Abstract

Two young children who received living related-donor orthotopic liver transplantation for congenital biliary atresia developed persistent and progressive symptoms of fever, hepatosplenomegaly, upper airway obstruction, swollen eyes and face, malaise and cervical lymphadenopathy consistent with infectious mononucleosis within one year post-transplantation. Significant anemia, elevated liver transaminases and hypergammaglobulinaemia were observed. Serological assays did not detect any antibodies to Epstein-Barr virus (EBV) pre-transplantation indicating seronegative status. Both patients showed recent seroconversion to EBV (viral capsid antigen IgM and IgG positive but EBV nuclear antigen negative) at the peak of the clinical symptoms. The diagnosis of primary EBV-driven posttransplant lymphoproliferative disorder (PTLD) was established. Lowering or withdrawal of tacrolimus for a period of 2–3 weeks did not lead to any discernible clinical improvement. Both children were treated with four weekly doses of rituximab of 375 mg/m2/dose. They developed infusion reaction of fever, vomiting and unstable blood pressure within half hour of first dose of rituximab requiring stoppage of the drug administration.
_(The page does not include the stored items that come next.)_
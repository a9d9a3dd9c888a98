//! Drives one task from start to a terminal status.
//!
//! The executor owns the retry loop: it runs the category worker, hands
//! failures to the `ErrorHandler`, sleeps the backoff and tries again until
//! the task completes, fails for good, or is cancelled.

use crate::core::{Clock, EntryLevel, LogEntry, Task, TaskStatus};
use crate::error::{Error, Result};
use crate::orchestration::events::EventBus;
use crate::orchestration::recovery::{ErrorContext, ErrorHandler};
use crate::orchestration::worker::{Checkpoint, WorkerContext, WorkerRegistry};
use crate::util::format_duration_ms;
use crate::{tlog, tlog_debug, tlog_warn};
use serde_json::{json, Value};
use std::sync::Arc;
use tokio_util::sync::CancellationToken;

/// What a finished run looked like from the outside.
#[derive(Debug, Clone, PartialEq)]
pub struct TaskOutcome {
    pub success: bool,
    pub result: Option<Value>,
    pub error: Option<String>,
    pub logs: Vec<LogEntry>,
    /// Worker invocations made, at most `max_retries + 1`.
    pub attempts: u32,
    pub duration_ms: u64,
}

pub struct Executor {
    workers: Arc<WorkerRegistry>,
    recovery: ErrorHandler,
    clock: Arc<dyn Clock>,
    events: Arc<EventBus>,
}

impl Executor {
    pub fn new(
        workers: Arc<WorkerRegistry>,
        recovery: ErrorHandler,
        clock: Arc<dyn Clock>,
        events: Arc<EventBus>,
    ) -> Self {
        Self {
            workers,
            recovery,
            clock,
            events,
        }
    }

    pub fn recovery(&self) -> &ErrorHandler {
        &self.recovery
    }

    /// Run the task to a terminal status.
    ///
    /// # Errors
    /// `Error::TaskCancelled` if the task was already cancelled. Every
    /// other failure is recorded on the task and reported through the
    /// returned outcome.
    pub async fn run(
        &self,
        task: &mut Task,
        cancel: &CancellationToken,
        checkpoint: Checkpoint<'_>,
    ) -> Result<TaskOutcome> {
        if task.status == TaskStatus::Cancelled {
            return Err(Error::TaskCancelled(task.id.to_string()));
        }

        let mut logs = Vec::new();

        let Some(worker) = self.workers.get(task.category) else {
            let err = Error::UnknownCategory(task.category.to_string());
            logs.push(LogEntry::error(self.clock.now(), err.to_string()));
            self.finish_failed(task, &err.to_string());
            checkpoint(task);
            return Ok(self.outcome(task, logs, 0));
        };

        let from = task.status;
        task.start(self.clock.now());
        self.events.status_changed(task.id, from, task.status);
        logs.push(LogEntry::info(
            self.clock.now(),
            format!("Task started: {}", task.description),
        ));
        tlog!("Task {} started ({})", task.id.short(), task.category);
        checkpoint(task);

        let mut attempts = 0u32;
        loop {
            attempts += 1;
            let mut ctx =
                WorkerContext::new(cancel.clone(), self.clock.clone()).with_checkpoint(checkpoint);
            let result = worker.execute(task, &mut ctx).await;
            logs.append(&mut ctx.logs);

            if cancel.is_cancelled() {
                self.finish_cancelled(task, &mut logs);
                checkpoint(task);
                return Ok(self.outcome(task, logs, attempts));
            }

            let err = match result {
                Ok(value) => {
                    let from = task.status;
                    task.complete(value, self.clock.now());
                    self.events.status_changed(task.id, from, task.status);
                    logs.push(LogEntry::success(self.clock.now(), "Task completed"));
                    tlog!(
                        "Task {} completed after {} attempt(s)",
                        task.id.short(),
                        attempts
                    );
                    checkpoint(task);
                    return Ok(self.outcome(task, logs, attempts));
                }
                Err(err) => err,
            };

            let decision = self
                .recovery
                .handle(&err, task, &ErrorContext::from_error(&err));
            logs.push(
                LogEntry::error(self.clock.now(), decision.message.clone()).with_metadata(json!({
                    "error_class": decision.error_class,
                    "attempt": attempts,
                })),
            );

            if !decision.should_retry {
                self.finish_failed(task, &decision.message);
                logs.push(LogEntry::error(
                    self.clock.now(),
                    format!("Task failed: {}", decision.message),
                ));
                checkpoint(task);
                return Ok(self.outcome(task, logs, attempts));
            }

            // Only a retried task is rolled back; a final failure keeps its
            // completed steps as evidence for the report.
            if decision.rollback_needed {
                self.recovery.perform_rollback(task);
                logs.push(LogEntry::warn(self.clock.now(), "Rollback performed"));
            }

            let from = task.status;
            self.recovery.prepare_for_retry(task);
            self.events.status_changed(task.id, from, task.status);
            checkpoint(task);

            let delay = decision.retry_delay.unwrap_or_default();
            logs.push(LogEntry::warn(
                self.clock.now(),
                format!(
                    "Retry {}/{} in {} ({})",
                    task.retry_count,
                    task.max_retries,
                    format_duration_ms(delay.as_millis() as u64),
                    decision.error_class
                ),
            ));
            tlog_warn!(
                "Task {} attempt {} failed ({}), retrying in {:?}",
                task.id.short(),
                attempts,
                decision.error_class,
                delay
            );

            tokio::select! {
                _ = cancel.cancelled() => {
                    self.finish_cancelled(task, &mut logs);
                    checkpoint(task);
                    return Ok(self.outcome(task, logs, attempts));
                }
                _ = tokio::time::sleep(delay) => {}
            }

            let from = task.status;
            task.start(self.clock.now());
            self.events.status_changed(task.id, from, task.status);
            checkpoint(task);
        }
    }

    /// Cancel a live task in place.
    ///
    /// Returns false when the task is not in progress or retrying.
    pub fn cancel(&self, task: &mut Task) -> bool {
        if !task.status.is_live() {
            return false;
        }
        let from = task.status;
        task.mark_cancelled(self.clock.now());
        self.events.status_changed(task.id, from, task.status);
        tlog!("Task {} cancelled", task.id.short());
        true
    }

    fn finish_failed(&self, task: &mut Task, message: &str) {
        let from = task.status;
        task.fail(message, self.clock.now());
        self.events.status_changed(task.id, from, task.status);
        tlog_warn!("Task {} failed: {}", task.id.short(), message);
    }

    fn finish_cancelled(&self, task: &mut Task, logs: &mut Vec<LogEntry>) {
        if task.status != TaskStatus::Cancelled {
            let from = task.status;
            task.mark_cancelled(self.clock.now());
            self.events.status_changed(task.id, from, task.status);
        }
        logs.push(LogEntry::warn(self.clock.now(), "Task cancelled"));
        tlog_debug!("Task {} stopped at cancellation", task.id.short());
    }

    fn outcome(&self, task: &Task, logs: Vec<LogEntry>, attempts: u32) -> TaskOutcome {
        let duration_ms = match (task.started_at, task.completed_at) {
            (Some(start), Some(end)) => (end - start).num_milliseconds().max(0) as u64,
            _ => 0,
        };
        TaskOutcome {
            success: task.status == TaskStatus::Completed,
            result: task.result.clone(),
            error: task.error.clone(),
            logs,
            attempts,
            duration_ms,
        }
    }
}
Subsequent doses were tolerated much better without adverse events. Clinical improvement was gradually observed over the next few weeks with resolution of fever, upper airway obstruction, decreasing liver transaminases and improvement of general condition. Complete resolution of infectious mononucleosis and normalization of hematological and biochemical parameters was achieved over a period of 6 months. No recurrence of PTLD was observed up to one year after treatment with rituximab.